Il est en fait composé de plusieurs parties écrites à différentes époques (…)», ajoute l’auteur.

«Baghdâd à Boumerdès, je l’ai écrit dans les années 2000, c’était une partie qui dans mon esprit devait donner lieu à un ouvrage plus complet et intégré sur la question irakienne à l’époque de l’invasion américaine, cela ne s’est pas fait». A la lecture du poème, Denis Marinez m’a proposé de collaborer avec des dessins, ce sont eux que l’on retrouve aujourd’hui dans le recueil».

«Les derniers textes, notamment ceux en hommage à Tahar Djaout, à Abdelkader Alloula, ou encore sur l’attaque contre la bande de Gaza, sont les plus récents du recueil (…) je les ai écrits il y a moins d’un an», ajoutera par ailleurs Brahim Hadj Slimane qui nous indiquera a qu’il travaille actuellement sur plusieurs projets dans le domaine littéraire.
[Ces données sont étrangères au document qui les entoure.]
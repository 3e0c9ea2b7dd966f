//! E-wallet charge resources.

use crate::{Identifiable, Metadata, Validate, Violations};
use chrono::{DateTime, Utc};
use payline_error::PaylineResult;
use serde::{Deserialize, Serialize};
use std::collections::BTreeMap;

/// Lifecycle state of an e-wallet charge.
#[derive(Debug, Clone, Copy, PartialEq, Eq, Hash, Serialize, Deserialize, strum::Display)]
#[serde(rename_all = "SCREAMING_SNAKE_CASE")]
#[strum(serialize_all = "SCREAMING_SNAKE_CASE")]
pub enum ChargeStatus {
    /// Awaiting payer authorisation
    Pending,
    /// Captured
    Succeeded,
    /// Declined or abandoned
    Failed,
    /// Voided before settlement
    Voided,
    /// Refunded after settlement
    Refunded,
}

/// How the charge is funded, tagged on the wire by `checkout_method`.
///
/// ```json
/// { "checkout_method": "ONE_TIME_PAYMENT", "channel_code": "ID_OVO",
///   "channel_properties": { "mobile_number": "+628123456789" } }
/// ```
#[derive(Debug, Clone, PartialEq, Serialize, Deserialize)]
#[serde(tag = "checkout_method", rename_all = "SCREAMING_SNAKE_CASE")]
pub enum ChargeSource {
    /// Payer authorises this single charge in their wallet app
    OneTimePayment {
        /// Wallet channel, e.g. `ID_OVO`
        channel_code: String,
        /// Channel-specific properties such as return URLs
        #[serde(default, skip_serializing_if = "BTreeMap::is_empty")]
        channel_properties: BTreeMap<String, String>,
    },
    /// Charge a previously linked wallet
    TokenizedPayment {
        /// Linked payment method
        payment_method_id: String,
        /// Optional channel properties
        #[serde(default, skip_serializing_if = "BTreeMap::is_empty")]
        channel_properties: BTreeMap<String, String>,
    },
}

/// Redirect targets the payer follows to authorise a charge.
#[derive(Debug, Clone, Default, PartialEq, Serialize, Deserialize)]
pub struct ChargeActions {
    /// Desktop checkout page
    #[serde(default)]
    pub desktop_web_checkout_url: Option<String>,
    /// Mobile web checkout page
    #[serde(default)]
    pub mobile_web_checkout_url: Option<String>,
    /// App deeplink
    #[serde(default)]
    pub mobile_deeplink_checkout_url: Option<String>,
    /// QR string for scan-to-pay wallets
    #[serde(default)]
    pub qr_checkout_string: Option<String>,
}

/// An e-wallet charge as returned by the API.
#[derive(Debug, Clone, PartialEq, Serialize, Deserialize, derive_getters::Getters)]
pub struct EwalletCharge {
    /// Server-assigned id
    id: String,
    /// Merchant-side reference
    reference_id: String,
    /// Current state
    status: ChargeStatus,
    /// ISO-4217 currency
    currency: String,
    /// Amount requested
    charge_amount: f64,
    /// Amount captured so far
    #[serde(default)]
    capture_amount: Option<f64>,
    /// Funding source
    #[serde(flatten)]
    source: ChargeSource,
    /// Redirect targets
    #[serde(default)]
    actions: Option<ChargeActions>,
    /// Whether the payer must be redirected
    #[serde(default)]
    is_redirect_required: bool,
    /// Void outcome, when a void was requested
    #[serde(default)]
    void_status: Option<String>,
    /// When the charge was voided
    #[serde(default)]
    voided_at: Option<DateTime<Utc>>,
    /// Merchant metadata
    #[serde(default)]
    metadata: Metadata,
    /// Creation timestamp
    #[serde(default)]
    created: Option<DateTime<Utc>>,
    /// Last update timestamp
    #[serde(default)]
    updated: Option<DateTime<Utc>>,
}

impl Identifiable for EwalletCharge {
    fn id(&self) -> &str {
        &self.id
    }
}

/// Payload for creating an e-wallet charge.
///
/// # Examples
///
/// ```
/// use payline_core::{ChargeSource, CreateEwalletChargeRequestBuilder, Validate};
/// use std::collections::BTreeMap;
///
/// let request = CreateEwalletChargeRequestBuilder::default()
///     .reference_id("order-9")
///     .currency("IDR")
///     .amount(25_000.0)
///     .source(ChargeSource::TokenizedPayment {
///         payment_method_id: String::new(),
///         channel_properties: BTreeMap::new(),
///     })
///     .build()
///     .unwrap();
///
/// let err = request.validate().unwrap_err();
/// assert_eq!(err.as_validation().unwrap().field(), "payment_method_id");
/// ```
#[derive(
    Debug,
    Clone,
    PartialEq,
    Serialize,
    Deserialize,
    derive_getters::Getters,
    derive_builder::Builder,
)]
pub struct CreateEwalletChargeRequest {
    /// Merchant-side reference
    #[builder(setter(into))]
    reference_id: String,
    /// ISO-4217 currency
    #[builder(setter(into))]
    currency: String,
    /// Amount to charge
    amount: f64,
    /// Funding source
    #[serde(flatten)]
    source: ChargeSource,
    /// Customer the charge belongs to
    #[builder(default, setter(into, strip_option))]
    #[serde(default, skip_serializing_if = "Option::is_none")]
    customer_id: Option<String>,
    /// Merchant metadata
    #[builder(default)]
    #[serde(default, skip_serializing_if = "Metadata::is_empty")]
    metadata: Metadata,
}

impl Validate for CreateEwalletChargeRequest {
    fn validate(&self) -> PaylineResult<()> {
        let mut v = Violations::new();
        v.non_empty("reference_id", &self.reference_id)
            .currency("currency", &self.currency)
            .positive("amount", self.amount);
        match &self.source {
            ChargeSource::OneTimePayment { channel_code, .. } => {
                v.non_empty("channel_code", channel_code);
            }
            ChargeSource::TokenizedPayment {
                payment_method_id, ..
            } => {
                v.non_empty("payment_method_id", payment_method_id);
            }
        }
        v.finish()
    }
}
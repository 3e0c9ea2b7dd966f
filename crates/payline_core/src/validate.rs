//! Local request validation.
//!
//! Requests are checked before they reach the rate limiter or the network,
//! so a malformed payload never costs a token.

use payline_error::{PaylineResult, ValidationError, Violation};
use regex::Regex;
use std::sync::LazyLock;

static EMAIL: LazyLock<Regex> = LazyLock::new(|| {
    Regex::new(r"^[^@\s]+@[^@\s]+\.[^@\s]+$").expect("email pattern is valid")
});

static PHONE_E164: LazyLock<Regex> =
    LazyLock::new(|| Regex::new(r"^\+[1-9][0-9]{6,14}$").expect("phone pattern is valid"));

static CURRENCY: LazyLock<Regex> =
    LazyLock::new(|| Regex::new(r"^[A-Z]{3}$").expect("currency pattern is valid"));

static COUNTRY: LazyLock<Regex> =
    LazyLock::new(|| Regex::new(r"^[A-Z]{2}$").expect("country pattern is valid"));

/// Request payloads that can be checked locally.
pub trait Validate {
    /// Check the payload.
    ///
    /// # Errors
    ///
    /// Returns a validation error naming the first failing field and listing
    /// every violated rule.
    fn validate(&self) -> PaylineResult<()>;
}

/// Accumulates violations while a payload is walked.
///
/// # Examples
///
/// ```
/// use payline_core::Violations;
///
/// let mut v = Violations::new();
/// v.non_empty("external_id", "");
/// v.positive("amount", -5.0);
/// let err = v.finish().unwrap_err();
///
/// let validation = err.as_validation().unwrap();
/// assert_eq!(validation.field(), "external_id");
/// assert_eq!(validation.violations().len(), 2);
/// ```
#[derive(Debug, Default)]
pub struct Violations {
    found: Vec<Violation>,
}

impl Violations {
    /// Start with no violations.
    pub fn new() -> Self {
        Self::default()
    }

    /// Record a violation when `ok` is false.
    pub fn check(&mut self, ok: bool, path: &str, message: &str) -> &mut Self {
        if !ok {
            self.found.push(Violation::new(path, message));
        }
        self
    }

    /// Require a non-blank string.
    pub fn non_empty(&mut self, path: &str, value: &str) -> &mut Self {
        self.check(!value.trim().is_empty(), path, "must not be empty")
    }

    /// Require a string no longer than `max` characters.
    pub fn max_len(&mut self, path: &str, value: &str, max: usize) -> &mut Self {
        let ok = value.chars().count() <= max;
        self.check(ok, path, &format!("must be at most {} characters", max))
    }

    /// Require a finite amount greater than zero.
    pub fn positive(&mut self, path: &str, amount: f64) -> &mut Self {
        self.check(
            amount.is_finite() && amount > 0.0,
            path,
            "must be greater than zero",
        )
    }

    /// Require an ISO-4217 shaped currency code.
    pub fn currency(&mut self, path: &str, code: &str) -> &mut Self {
        self.check(
            CURRENCY.is_match(code),
            path,
            "must be a 3-letter uppercase ISO-4217 code",
        )
    }

    /// Require an ISO-3166 alpha-2 shaped country code.
    pub fn country(&mut self, path: &str, code: &str) -> &mut Self {
        self.check(
            COUNTRY.is_match(code),
            path,
            "must be a 2-letter uppercase ISO-3166 code",
        )
    }

    /// Validate an optional email address.
    pub fn email(&mut self, path: &str, email: Option<&str>) -> &mut Self {
        if let Some(email) = email {
            self.check(EMAIL.is_match(email), path, "must be a valid email address");
        }
        self
    }

    /// Validate an optional E.164 phone number.
    pub fn phone(&mut self, path: &str, phone: Option<&str>) -> &mut Self {
        if let Some(phone) = phone {
            self.check(
                PHONE_E164.is_match(phone),
                path,
                "must be an E.164 number such as +628123456789",
            );
        }
        self
    }

    /// Validate an optional absolute http(s) URL.
    pub fn url(&mut self, path: &str, url: Option<&str>) -> &mut Self {
        if let Some(url) = url {
            let ok = url.starts_with("https://") || url.starts_with("http://");
            self.check(ok, path, "must be an absolute http(s) URL");
        }
        self
    }

    /// Turn the collected violations into a result.
    ///
    /// # Errors
    ///
    /// Returns a [`ValidationError`] when at least one rule was violated. Its
    /// field is the top-level segment of the first violation's path.
    #[track_caller]
    pub fn finish(&mut self) -> PaylineResult<()> {
        if self.found.is_empty() {
            return Ok(());
        }
        let violations = std::mem::take(&mut self.found);
        let field = violations[0]
            .path
            .split(['.', '['])
            .next()
            .unwrap_or_default()
            .to_string();
        Err(ValidationError::new(field, violations).into())
    }
}

#[cfg(test)]
mod tests {
    use super::*;

    #[test]
    fn test_field_is_top_level_segment() {
        let mut v = Violations::new();
        v.non_empty("individual_detail.given_names", " ");
        let err = v.finish().unwrap_err();
        assert_eq!(err.as_validation().unwrap().field(), "individual_detail");
    }

    #[test]
    fn test_indexed_path() {
        let mut v = Violations::new();
        v.non_empty("items[2].name", "");
        let err = v.finish().unwrap_err();
        assert_eq!(err.as_validation().unwrap().field(), "items");
    }

    #[test]
    fn test_formats() {
        let mut v = Violations::new();
        v.currency("currency", "IDR")
            .country("country", "ID")
            .email("email", Some("a@b.co"))
            .phone("mobile_number", Some("+628123456789"))
            .url("success_return_url", Some("https://example.com/ok"));
        assert!(v.finish().is_ok());

        let mut v = Violations::new();
        v.currency("currency", "idr")
            .email("email", Some("nope"))
            .phone("mobile_number", Some("08123"));
        let err = v.finish().unwrap_err();
        assert_eq!(err.as_validation().unwrap().violations().len(), 3);
    }

    #[test]
    fn test_nan_amount_rejected() {
        let mut v = Violations::new();
        v.positive("amount", f64::NAN);
        assert!(v.finish().is_err());
    }
}
//! Rate-limited request pipeline.
//!
//! Every call passes three interceptors in order:
//! 1. Admission: spend a token from the [`TokenBucketLimiter`], waiting if
//!    the bucket is empty, then sleep the configured request delay.
//! 2. Response inspection: report quota exhaustion; on HTTP 429 wait out
//!    `retry-after`, capped at the policy's max delay (or the base delay when absent).
//! 3. Classification: label failures with a [`RetryClass`] and surface them
//!    as [`ApiError`]s.
//!
//! The pipeline never resubmits a request. Resubmission belongs to the caller
//! or to [`send_with_retry`](crate::send_with_retry).

use crate::{ApiRequest, ApiResponse, PipelineEvent, PipelineObserver, TracingObserver, Transport};
use payline_error::{ApiError, ApiErrorBody, ApiErrorKind, HttpError, PaylineResult, RetryClass};
use payline_rate_limit::{
    HeaderRateLimitDetector, PaylineConfig, RateLimitHeaders, RetryClassifier, RetryPolicy,
    TokenBucketLimiter,
};
use serde::de::DeserializeOwned;
use std::sync::Arc;
use std::time::Duration;
use tracing::{debug, instrument, warn};

/// Wraps a [`Transport`] with admission control and failure classification.
#[derive(Clone)]
pub struct RequestPipeline {
    transport: Arc<dyn Transport>,
    limiter: TokenBucketLimiter,
    classifier: RetryClassifier,
    request_delay: Duration,
    observer: Arc<dyn PipelineObserver>,
    detector: HeaderRateLimitDetector,
}

impl RequestPipeline {
    /// Create a pipeline with no request delay and the tracing observer.
    pub fn new(
        transport: Arc<dyn Transport>,
        limiter: TokenBucketLimiter,
        policy: RetryPolicy,
    ) -> Self {
        Self {
            transport,
            limiter,
            classifier: RetryClassifier::new(policy),
            request_delay: Duration::ZERO,
            observer: Arc::new(TracingObserver),
            detector: HeaderRateLimitDetector::new(),
        }
    }

    /// Create a pipeline from the `[rate_limit]` and `[retry]` settings.
    ///
    /// # Errors
    ///
    /// Returns a configuration error for a zero bucket capacity or window.
    pub fn from_config(transport: Arc<dyn Transport>, config: &PaylineConfig) -> PaylineResult<Self> {
        let limiter = config.rate_limit.build_limiter()?;
        Ok(Self::new(transport, limiter, config.retry.policy())
            .with_request_delay(config.rate_limit.request_delay()))
    }

    /// Pause for `delay` after every admission.
    pub fn with_request_delay(mut self, delay: Duration) -> Self {
        self.request_delay = delay;
        self
    }

    /// Report events to `observer` instead of the tracing observer.
    pub fn with_observer(mut self, observer: Arc<dyn PipelineObserver>) -> Self {
        self.observer = observer;
        self
    }

    /// The shared token bucket.
    pub fn limiter(&self) -> &TokenBucketLimiter {
        &self.limiter
    }

    /// The retry policy used for classification and 429 fallback.
    pub fn policy(&self) -> &RetryPolicy {
        self.classifier.policy()
    }

    /// The event observer.
    pub fn observer(&self) -> &dyn PipelineObserver {
        self.observer.as_ref()
    }

    /// Latest rate limit headers reported by the server.
    pub async fn last_rate_limit(&self) -> Option<RateLimitHeaders> {
        self.detector.latest().await
    }

    /// Send `request` and return the 2xx response.
    ///
    /// # Errors
    ///
    /// Returns an [`ApiError`] for any non-2xx response or when no response
    /// arrived. A 429 is returned only after its backoff has elapsed.
    #[instrument(skip(self, request), fields(method = %request.method, path = %request.path))]
    pub async fn send(&self, request: &ApiRequest) -> PaylineResult<ApiResponse> {
        let waited = self.limiter.acquire().await;
        if !waited.is_zero() {
            self.observer
                .on_event(&PipelineEvent::AdmissionDelayed { wait: waited });
        }
        if !self.request_delay.is_zero() {
            tokio::time::sleep(self.request_delay).await;
        }

        match self.transport.send(request).await {
            Ok(response) if response.is_success() => {
                let headers = self.detector.observe(&response.headers).await;
                if headers.is_exhausted() {
                    self.observer.on_event(&PipelineEvent::QuotaExhausted {
                        path: request.path.clone(),
                    });
                }
                debug!(status = response.status, "Request completed");
                Ok(response)
            }
            Ok(response) => Err(self.reject(request, response).await.into()),
            Err(err) => Err(self.network_failure(request, err).into()),
        }
    }

    /// Send `request` and decode the 2xx body as JSON.
    ///
    /// # Errors
    ///
    /// As [`send`](Self::send), plus a JSON error when decoding fails.
    pub async fn send_json<T: DeserializeOwned>(&self, request: &ApiRequest) -> PaylineResult<T> {
        self.send(request).await?.json()
    }

    async fn reject(&self, request: &ApiRequest, response: ApiResponse) -> ApiError {
        let headers = self.detector.observe(&response.headers).await;
        let body = ApiErrorBody::parse(&response.body);

        // A 429 is retryable whatever the configured status set says.
        if response.status == 429 {
            let max_delay = *self.policy().max_delay();
            let backoff = match headers.retry_after {
                Some(retry_after) if retry_after > max_delay => {
                    warn!(?retry_after, ?max_delay, "Capping server retry-after");
                    max_delay
                }
                Some(retry_after) => retry_after,
                None => *self.policy().base_delay(),
            };
            self.observer.on_event(&PipelineEvent::RateLimited {
                path: request.path.clone(),
                backoff,
            });
            tokio::time::sleep(backoff).await;
            return ApiError::new(
                ApiErrorKind::RateLimited { backoff, body },
                RetryClass::Retryable,
            );
        }

        let class = self.classifier.classify(Some(response.status));

        if class == RetryClass::Retryable {
            self.observer.on_event(&PipelineEvent::RetryableFailure {
                path: request.path.clone(),
                status: Some(response.status),
            });
        }
        debug!(status = response.status, error_code = %body.error_code, class = %class, "Request failed");
        ApiError::new(
            ApiErrorKind::Status {
                status: response.status,
                body,
            },
            class,
        )
    }

    fn network_failure(&self, request: &ApiRequest, err: HttpError) -> ApiError {
        let class = self.classifier.classify(None);
        self.observer.on_event(&PipelineEvent::RetryableFailure {
            path: request.path.clone(),
            status: None,
        });
        let message = if err.timed_out {
            format!("timed out: {}", err.message)
        } else {
            err.message
        };
        ApiError::new(ApiErrorKind::Network(message), class)
    }
}

impl std::fmt::Debug for RequestPipeline {
    fn fmt(&self, f: &mut std::fmt::Formatter<'_>) -> std::fmt::Result {
        f.debug_struct("RequestPipeline")
            .field("limiter", &self.limiter)
            .field("classifier", &self.classifier)
            .field("request_delay", &self.request_delay)
            .finish_non_exhaustive()
    }
}
//! Resource command handlers.

use super::commands::{
    CustomerCommands, InvoiceCommands, ListArgs, OutputFormat, PaymentMethodCommands,
};
use payline_client::{Invoices, PaylineClient};
use payline_core::{CursorOptions, Customer, Identifiable, Invoice, PaymentMethod};
use payline_error::{JsonError, PaylineError, PaylineResult};
use payline_pagination::FetchAllOptions;
use serde::Serialize;

/// Handle customer commands.
pub async fn handle_customer_command(
    client: &PaylineClient,
    cmd: CustomerCommands,
) -> PaylineResult<()> {
    let customers = client.customers();
    match cmd {
        CustomerCommands::List { reference_id, list } => {
            let mut cursor = cursor_options(&list);
            if let Some(reference_id) = reference_id {
                cursor = cursor.with_param("reference_id", reference_id);
            }
            let items = if list.walks_pages() {
                customers.list_all(&fetch_all_options(cursor, &list)).await?
            } else {
                customers.list(&cursor).await?.into_data()
            };
            print_list(&items, list.format, customer_line)
        }
        CustomerCommands::Get { id, format } => {
            let customer = customers.get(&id).await?;
            print_one(&customer, format, customer_line)
        }
    }
}

/// Handle invoice commands.
pub async fn handle_invoice_command(client: &PaylineClient, cmd: InvoiceCommands) -> PaylineResult<()> {
    let invoices = client.invoices();
    match cmd {
        InvoiceCommands::List { status, list } => {
            let cursor = Invoices::with_statuses(&cursor_options(&list), &status);
            let items = if list.walks_pages() {
                invoices.list_all(&fetch_all_options(cursor, &list)).await?
            } else {
                invoices.list(&cursor).await?.into_data()
            };
            print_list(&items, list.format, invoice_line)
        }
        InvoiceCommands::Get { id, format } => {
            let invoice = invoices.get(&id).await?;
            print_one(&invoice, format, invoice_line)
        }
    }
}

/// Handle payment method commands.
pub async fn handle_payment_method_command(
    client: &PaylineClient,
    cmd: PaymentMethodCommands,
) -> PaylineResult<()> {
    let payment_methods = client.payment_methods();
    match cmd {
        PaymentMethodCommands::List { customer_id, list } => {
            let mut cursor = cursor_options(&list);
            if let Some(customer_id) = customer_id {
                cursor = cursor.with_param("customer_id", customer_id);
            }
            let items = if list.walks_pages() {
                payment_methods
                    .list_all(&fetch_all_options(cursor, &list))
                    .await?
            } else {
                payment_methods.list(&cursor).await?.into_data()
            };
            print_list(&items, list.format, payment_method_line)
        }
    }
}

/// Cursor options described by the shared list flags.
pub fn cursor_options(list: &ListArgs) -> CursorOptions {
    let cursor = CursorOptions::new().with_limit(list.limit);
    match &list.after_id {
        Some(after_id) => cursor.with_after_id(after_id.clone()),
        None => cursor,
    }
}

/// Bounds for walking several pages.
pub fn fetch_all_options(cursor: CursorOptions, list: &ListArgs) -> FetchAllOptions {
    let options = FetchAllOptions::new(cursor);
    match list.max_items {
        Some(max_items) => options.with_max_items(max_items),
        None => options,
    }
}

fn customer_line(customer: &Customer) -> String {
    format!(
        "{}\t{}\t{}",
        Identifiable::id(customer),
        customer.reference_id(),
        customer.email().as_deref().unwrap_or("-")
    )
}

fn invoice_line(invoice: &Invoice) -> String {
    format!(
        "{}\t{}\t{}\t{:.2} {}",
        Identifiable::id(invoice),
        invoice.external_id(),
        invoice.status(),
        invoice.amount(),
        invoice.currency().as_deref().unwrap_or("")
    )
}

fn payment_method_line(payment_method: &PaymentMethod) -> String {
    format!(
        "{}\t{}\t{}\t{}",
        Identifiable::id(payment_method),
        payment_method.status(),
        payment_method.reusability(),
        payment_method.customer_id().as_deref().unwrap_or("-")
    )
}

fn print_list<T: Serialize>(
    items: &[T],
    format: OutputFormat,
    line: fn(&T) -> String,
) -> PaylineResult<()> {
    match format {
        OutputFormat::Json => println!("{}", to_json(&items)?),
        OutputFormat::Human => {
            for item in items {
                println!("{}", line(item));
            }
            println!("Total: {} items", items.len());
        }
    }
    Ok(())
}

fn print_one<T: Serialize>(item: &T, format: OutputFormat, line: fn(&T) -> String) -> PaylineResult<()> {
    match format {
        OutputFormat::Json => println!("{}", to_json(item)?),
        OutputFormat::Human => println!("{}", line(item)),
    }
    Ok(())
}

fn to_json<T: Serialize + ?Sized>(value: &T) -> PaylineResult<String> {
    serde_json::to_string_pretty(value)
        .map_err(|e| PaylineError::from(JsonError::from_serde(&e, "CLI output")))
}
L’ensemble du travail donne à penser qu’il se présente comme un développement des pensées que l’auteur avait déjà partagées avec le public dans son précédent recueil «29 visions dans l’exil», sorti en 2009 aux éditions Tira, mais aussi – dans un mode d’expressions totalement différent – dans son documentaire «Exils intérieurs, exils extérieurs» réalisé entre 2013 et 2014 sur les intellectuels et les artistes qui ont dû quitter l’Algérie sous le feu du terrorisme islamiste de masse.